Fischer looked over at Hardy. Finally, he had to give it up. 'Yes, your honor.'

Hardy thought he saw a momentary glint in the judge's eye, and was suddenly certain he knew what the judge was going to do next. He wasn't supposed to do it, but Li obviously had had enough and didn't care. A couple more seconds of thought, then he tapped his gavel and stunned the courtroom with the words, 'Case dismissed.'

2.

Hardy had no time to savor the triumph. He thought he'd just quickly call his office, pick up his message, and then go have a celebratory birthday/freedom lunch with Jason Trent. Enjoy a rare midday Martini. Maybe two.

But the phone message ended all thought of that. It was the call all parents fear. His receptionist, Phyllis, told him that Theresa Wilson from Merryvale needed him to get in touch with her as soon as possible. Merryvale was where his children - Rebecca and Vincent - went to school, and Theresa Wilson was the princ.i.p.al there. It was one thirty, a Thursday afternoon in the middle of October.

'Are the kids all right?' He blurted it out. Hardy had lost a son, Michael, twenty-five years before and that wound still hadn't completely healed - it never would. Now any threat to his children blanked his mind and brought his stomach to his throat.

'They're fine.'

He closed his eyes and let out a breath of relief. 'But no one's come to pick them up.'

'Frannie hasn't called?' No, of course she hadn't. That's why Mrs Wilson was on the phone with him. He flicked a glance down at his watch. 'How late is she?'

He knew it sounded lame. He wasn't in charge of taking care of the kids - that was Frannie's job - so he wasn't certain what time school got out. Somewhere in the back of his mind he recalled that they had one early dismissal day every week. It must be Thursday.

'About an hour.'

An hour without even a call? Frannie liked to say that if a punctual person was a lonely one, then she was one of the loneliest people on earth. 'Have you heard from Erin? I mean Mrs Cochran? She's on the call list.' This was Rebecca's grandmother, who often picked up the kids at school when Frannie had other errands.

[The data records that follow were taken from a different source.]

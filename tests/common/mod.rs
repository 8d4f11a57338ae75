//! A one-shot HTTP server for exercising the HTTP clients without the network.

#![allow(dead_code)]

use tokio::io::{AsyncReadExt, AsyncWriteExt};
use tokio::net::{TcpListener, TcpStream};
use tokio::task::JoinHandle;

/// Serve a single canned response on a random local port. The handle
/// resolves to the raw request that was received.
pub async fn serve_once(status: u16, body: &str) -> (String, JoinHandle<String>) {
    let listener = TcpListener::bind("127.0.0.1:0").await.unwrap();
    let addr = listener.local_addr().unwrap();
    let response = format!(
        "HTTP/1.1 {} X\r\nContent-Type: text/html; charset=utf-8\r\nContent-Length: {}\r\nConnection: close\r\n\r\n{}",
        status,
        body.len(),
        body
    );

    let handle = tokio::spawn(async move {
        let (mut socket, _) = listener.accept().await.unwrap();
        let request = read_request(&mut socket).await;
        socket.write_all(response.as_bytes()).await.unwrap();
        socket.shutdown().await.ok();
        request
    });

    (format!("http://{}", addr), handle)
}

/// A client that never routes localhost through a proxy.
pub fn client() -> reqwest::Client {
    reqwest::Client::builder().no_proxy().build().unwrap()
}

/// Split a raw request into its head and body.
pub fn body_of(request: &str) -> &str {
    request.split_once("\r\n\r\n").map(|(_, b)| b).unwrap_or("")
}

async fn read_request(socket: &mut TcpStream) -> String {
    let mut buf = Vec::new();
    let mut chunk = [0u8; 4096];
    loop {
        let n = socket.read(&mut chunk).await.unwrap();
        if n == 0 {
            break;
        }
        buf.extend_from_slice(&chunk[..n]);
        if let Some(end) = buf.windows(4).position(|w| w == b"\r\n\r\n") {
            let head = String::from_utf8_lossy(&buf[..end]).to_lowercase();
            let length = head
                .lines()
                .find_map(|line| line.strip_prefix("content-length:"))
                .and_then(|v| v.trim().parse::<usize>().ok())
                .unwrap_or(0);
            if buf.len() >= end + 4 + length {
                break;
            }
        }
    }
    String::from_utf8_lossy(&buf).into_owned()
}
pub mod config;
pub mod consts;
pub mod cost;
pub mod driver;
pub mod engine;
pub mod history;
pub mod item;
pub mod notify;
pub mod oracle;
pub mod prompts;
pub mod store;
pub mod telemetry;
pub mod tools;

'That was my first call, Mr Hardy, to Erin. But I just got an answering machine. I thought I'd wait a few more minutes before calling you at work - maybe somebody got caught in traffic.' She hesitated. 'Your son's pretty upset. He wants to talk to you.'

Hardy heard his third grader, Vincent, trying to be brave, but his voice was cracking, frayed. He responded with a hearty confidence. 'It's OK, bud, I'll be down to pick you up in no time. Tell Rebecca it's all right, too. Everything's fine.'

'But where's Mom?'

'I don't know, Vin, but don't worry. I'm sure it's just a communication mix-up. That or she's running late from something.' He was selling himself as well as his son. Maybe Frannie had arranged for another parent to pick up the kids and that person had forgotten. 'She'll probably show up before I get there.'

Although he didn't really believe that. Frannie would have told the children if someone else other than Erin were going to pick them up. They had strict rules about not going home with anybody other than Mom, Dad or Grandma unless the arrangements had been approved in advance. 'You be a big guy,' he said. 'Everything's OK, I promise.'

Hardy made a quick call back to his reception desk and questioned Phyllis - was she sure Frannie hadn't left a message earlier? But Phyllis was an efficiency machine. If his wife had called, she told him icily, she would have told Hardy. As she always did.

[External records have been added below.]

use anyhow::{Result, bail};
use async_trait::async_trait;
use reqwest::Url;
use serde::{Deserialize, Serialize};
use serde_json::Value;
use tracing::warn;

use super::{Tool, require_str, url_parameters};

const API_BASE: &str = "https://www.googleapis.com/youtube/v3";

/// Video and playlist identifiers found in a YouTube URL.
#[derive(Debug, Clone, Default, PartialEq, Eq)]
pub struct YoutubeIds {
    pub video: Option<String>,
    pub playlist: Option<String>,
}

impl YoutubeIds {
    /// Read `v` and `list` from the query string. `youtu.be/<id>` short links
    /// carry the video id in the path instead.
    pub fn parse(raw: &str) -> Result<Self> {
        let url = Url::parse(raw.trim())?;
        let mut ids = Self::default();

        for (key, value) in url.query_pairs() {
            match key.as_ref() {
                "v" if ids.video.is_none() && !value.is_empty() => {
                    ids.video = Some(value.into_owned())
                }
                "list" if ids.playlist.is_none() && !value.is_empty() => {
                    ids.playlist = Some(value.into_owned())
                }
                _ => {}
            }
        }

        if ids.video.is_none()
            && url.host_str() == Some("youtu.be")
            && let Some(id) = url.path_segments().and_then(|mut s| s.next())
            && !id.is_empty()
        {
            ids.video = Some(id.to_string());
        }

        Ok(ids)
    }

    pub fn is_empty(&self) -> bool {
        self.video.is_none() && self.playlist.is_none()
    }
}

#[derive(Debug, Clone, PartialEq, Serialize)]
pub struct VideoInfo {
    pub title: String,
    pub description: String,
    pub tags: Vec<String>,
    pub channel_title: String,
}

#[derive(Debug, Clone, PartialEq, Serialize)]
pub struct PlaylistInfo {
    pub title: String,
    pub description: String,
    pub video_count: u64,
}

/// Looks up video and playlist metadata through the YouTube Data API.
pub struct YoutubeTool {
    client: reqwest::Client,
    api_key: Option<String>,
    base_url: String,
}

impl YoutubeTool {
    pub fn new(client: reqwest::Client, api_key: Option<String>) -> Self {
        Self {
            client,
            api_key,
            base_url: API_BASE.to_string(),
        }
    }

    /// Point at a different API root (a proxy or a local fake).
    pub fn with_base_url(mut self, base_url: impl Into<String>) -> Self {
        self.base_url = base_url.into().trim_end_matches('/').to_string();
        self
    }

    async fn list<T: for<'de> Deserialize<'de>>(
        &self,
        resource: &str,
        part: &str,
        id: &str,
        key: &str,
    ) -> Result<Vec<T>> {
        let url = Url::parse_with_params(
            &format!("{}/{}", self.base_url, resource),
            &[("part", part), ("id", id), ("key", key)],
        )?;
        let resp = self.client.get(url).send().await?;
        if !resp.status().is_success() {
            let status = resp.status();
            let text = resp.text().await.unwrap_or_default();
            bail!("YouTube API error ({}): {}", status, text);
        }
        let body: ListResponse<T> = resp.json().await?;
        Ok(body.items)
    }

    async fn video_info(&self, id: &str, key: &str) -> Result<Option<VideoInfo>> {
        let items: Vec<VideoItem> = self
            .list("videos", "snippet,contentDetails,statistics", id, key)
            .await?;
        Ok(items.into_iter().next().map(|item| VideoInfo {
            title: item.snippet.title,
            description: item.snippet.description,
            tags: item.snippet.tags,
            channel_title: item.snippet.channel_title,
        }))
    }

    async fn playlist_info(&self, id: &str, key: &str) -> Result<Option<PlaylistInfo>> {
        let items: Vec<PlaylistItem> = self
            .list("playlists", "snippet,contentDetails", id, key)
            .await?;
        Ok(items.into_iter().next().map(|item| PlaylistInfo {
            title: item.snippet.title,
            description: item.snippet.description,
            video_count: item.content_details.item_count,
        }))
    }
}

/// Collapse a lookup into the JSON slot for it. Not-found and failed lookups
/// both become `null`; failures are also reported back to the caller.
fn slot<T: Serialize>(
    label: &str,
    id: &str,
    lookup: Result<Option<T>>,
    errors: &mut Vec<String>,
) -> Value {
    match lookup {
        Ok(Some(info)) => serde_json::to_value(info).unwrap_or(Value::Null),
        Ok(None) => {
            warn!(%id, "no {} found", label);
            Value::Null
        }
        Err(e) => {
            warn!(%id, error = %e, "{} lookup failed", label);
            errors.push(format!("{} {}: {}", label, id, e));
            Value::Null
        }
    }
}

#[async_trait]
impl Tool for YoutubeTool {
    fn name(&self) -> &str {
        "get_youtube_info"
    }

    fn description(&self) -> &str {
        "Takes a YouTube URL and extracts the video or playlist information such as \
         title, description, tags, channel and video count."
    }

    fn parameters(&self) -> Value {
        url_parameters("The YouTube video or playlist URL.")
    }

    async fn execute(&self, args: &Value) -> Result<Value> {
        let raw = require_str(args, "url")?;
        let ids = YoutubeIds::parse(raw)
            .map_err(|e| anyhow::anyhow!("Failed to fetch or process the URL. Error: {}", e))?;
        if ids.is_empty() {
            bail!("no video or playlist id found in {}", raw);
        }
        let key = self
            .api_key
            .as_deref()
            .ok_or_else(|| anyhow::anyhow!("YouTube lookups are not configured (YOUTUBE_API_KEY)"))?;

        let mut info = serde_json::Map::new();
        let mut errors = Vec::new();

        if let Some(id) = &ids.playlist {
            let lookup = self.playlist_info(id, key).await;
            info.insert("playlist_info".into(), slot("playlist", id, lookup, &mut errors));
        }
        if let Some(id) = &ids.video {
            let lookup = self.video_info(id, key).await;
            info.insert("video_info".into(), slot("video", id, lookup, &mut errors));
        }

        if errors.len() == info.len() {
            bail!("{}", errors.join("; "));
        }
        Ok(Value::Object(info))
    }
}

// --- API types ---

#[derive(Deserialize)]
struct ListResponse<T> {
    #[serde(default = "Vec::new")]
    items: Vec<T>,
}

#[derive(Deserialize)]
struct VideoItem {
    snippet: VideoSnippet,
}

#[derive(Deserialize)]
#[serde(rename_all = "camelCase")]
struct VideoSnippet {
    title: String,
    #[serde(default)]
    description: String,
    #[serde(default)]
    tags: Vec<String>,
    #[serde(default)]
    channel_title: String,
}

#[derive(Deserialize)]
#[serde(rename_all = "camelCase")]
struct PlaylistItem {
    snippet: PlaylistSnippet,
    content_details: PlaylistDetails,
}

#[derive(Deserialize)]
struct PlaylistSnippet {
    title: String,
    #[serde(default)]
    description: String,
}

#[derive(Deserialize)]
#[serde(rename_all = "camelCase")]
struct PlaylistDetails {
    #[serde(default)]
    item_count: u64,
}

He checked his watch again. It had been less than five minutes since he'd talked to Mrs Wilson.

Undoubtedly there was a simple explanation. Even in this day of ubiquitous communication, there were places that didn't have phones, or access to them. Frannie might be at one of them, stuck, trying to reach him.

He got the answering machine when he tried at his home. Where could she be? If she were not picking up the children, something was wrong.